> INSTRUCTIONS TO FOLLOW: In the entries that follow, which lines hold the string "stored"? List them.

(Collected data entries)
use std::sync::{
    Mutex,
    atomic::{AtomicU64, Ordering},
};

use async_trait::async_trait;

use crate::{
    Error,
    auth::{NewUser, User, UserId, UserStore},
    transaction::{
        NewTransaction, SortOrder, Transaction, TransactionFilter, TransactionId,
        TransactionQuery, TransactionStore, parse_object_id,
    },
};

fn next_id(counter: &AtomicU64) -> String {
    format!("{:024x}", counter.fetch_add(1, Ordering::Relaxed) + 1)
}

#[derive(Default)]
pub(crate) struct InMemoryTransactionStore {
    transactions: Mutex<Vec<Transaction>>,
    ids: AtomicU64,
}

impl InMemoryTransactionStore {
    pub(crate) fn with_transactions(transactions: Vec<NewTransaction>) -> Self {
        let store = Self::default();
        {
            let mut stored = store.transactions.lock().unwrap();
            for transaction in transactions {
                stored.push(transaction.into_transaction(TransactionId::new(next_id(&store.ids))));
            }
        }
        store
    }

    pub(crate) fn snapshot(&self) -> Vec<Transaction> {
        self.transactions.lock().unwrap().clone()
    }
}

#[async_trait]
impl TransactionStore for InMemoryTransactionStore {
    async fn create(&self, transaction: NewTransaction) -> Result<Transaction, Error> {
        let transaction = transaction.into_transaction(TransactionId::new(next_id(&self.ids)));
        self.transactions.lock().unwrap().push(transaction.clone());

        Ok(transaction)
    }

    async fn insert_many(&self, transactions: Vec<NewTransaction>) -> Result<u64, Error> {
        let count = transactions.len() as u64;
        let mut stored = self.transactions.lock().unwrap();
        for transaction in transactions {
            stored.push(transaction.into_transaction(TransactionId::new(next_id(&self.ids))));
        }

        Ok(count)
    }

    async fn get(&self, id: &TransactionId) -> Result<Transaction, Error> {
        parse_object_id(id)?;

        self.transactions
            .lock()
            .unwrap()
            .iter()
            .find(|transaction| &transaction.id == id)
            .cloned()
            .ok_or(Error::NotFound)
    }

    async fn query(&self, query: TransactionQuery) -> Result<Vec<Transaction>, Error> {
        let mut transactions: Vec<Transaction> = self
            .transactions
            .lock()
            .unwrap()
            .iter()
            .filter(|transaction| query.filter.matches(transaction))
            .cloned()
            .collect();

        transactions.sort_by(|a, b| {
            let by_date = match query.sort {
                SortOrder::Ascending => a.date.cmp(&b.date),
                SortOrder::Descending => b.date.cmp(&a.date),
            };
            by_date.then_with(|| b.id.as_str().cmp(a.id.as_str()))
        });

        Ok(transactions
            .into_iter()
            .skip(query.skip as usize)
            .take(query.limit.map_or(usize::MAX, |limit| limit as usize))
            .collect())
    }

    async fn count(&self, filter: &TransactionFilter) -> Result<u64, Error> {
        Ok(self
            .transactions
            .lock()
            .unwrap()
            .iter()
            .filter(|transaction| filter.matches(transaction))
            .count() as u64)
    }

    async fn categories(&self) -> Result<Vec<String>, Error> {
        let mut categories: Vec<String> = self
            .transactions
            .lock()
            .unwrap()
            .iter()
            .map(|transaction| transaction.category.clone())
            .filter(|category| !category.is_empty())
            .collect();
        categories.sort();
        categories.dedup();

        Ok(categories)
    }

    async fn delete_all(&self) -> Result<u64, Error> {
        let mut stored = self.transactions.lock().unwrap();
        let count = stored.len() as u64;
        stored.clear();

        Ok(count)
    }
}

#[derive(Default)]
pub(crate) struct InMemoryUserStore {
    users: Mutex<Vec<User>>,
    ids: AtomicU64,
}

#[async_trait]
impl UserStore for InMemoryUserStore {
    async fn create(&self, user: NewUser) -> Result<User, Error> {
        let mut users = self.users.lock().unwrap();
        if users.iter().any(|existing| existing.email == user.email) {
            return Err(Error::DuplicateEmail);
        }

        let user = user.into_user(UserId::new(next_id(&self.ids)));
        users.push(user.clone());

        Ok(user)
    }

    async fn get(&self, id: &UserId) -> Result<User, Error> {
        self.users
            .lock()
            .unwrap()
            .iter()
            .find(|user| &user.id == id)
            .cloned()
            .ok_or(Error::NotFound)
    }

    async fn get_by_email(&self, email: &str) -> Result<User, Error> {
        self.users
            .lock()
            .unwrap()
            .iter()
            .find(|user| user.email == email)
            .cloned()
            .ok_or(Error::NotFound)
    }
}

> ANSWER AREA:
            let mut stored = store.transactions.lock().unwrap();
                stored.push(transaction.into_transaction(TransactionId::new(next_id(&store.ids))));
        let mut stored = self.transactions.lock().unwrap();
            stored.push(transaction.into_transaction(TransactionId::new(next_id(&self.ids))));
        let mut stored = self.transactions.lock().unwrap();
        let count = stored.len() as u64;
        stored.clear();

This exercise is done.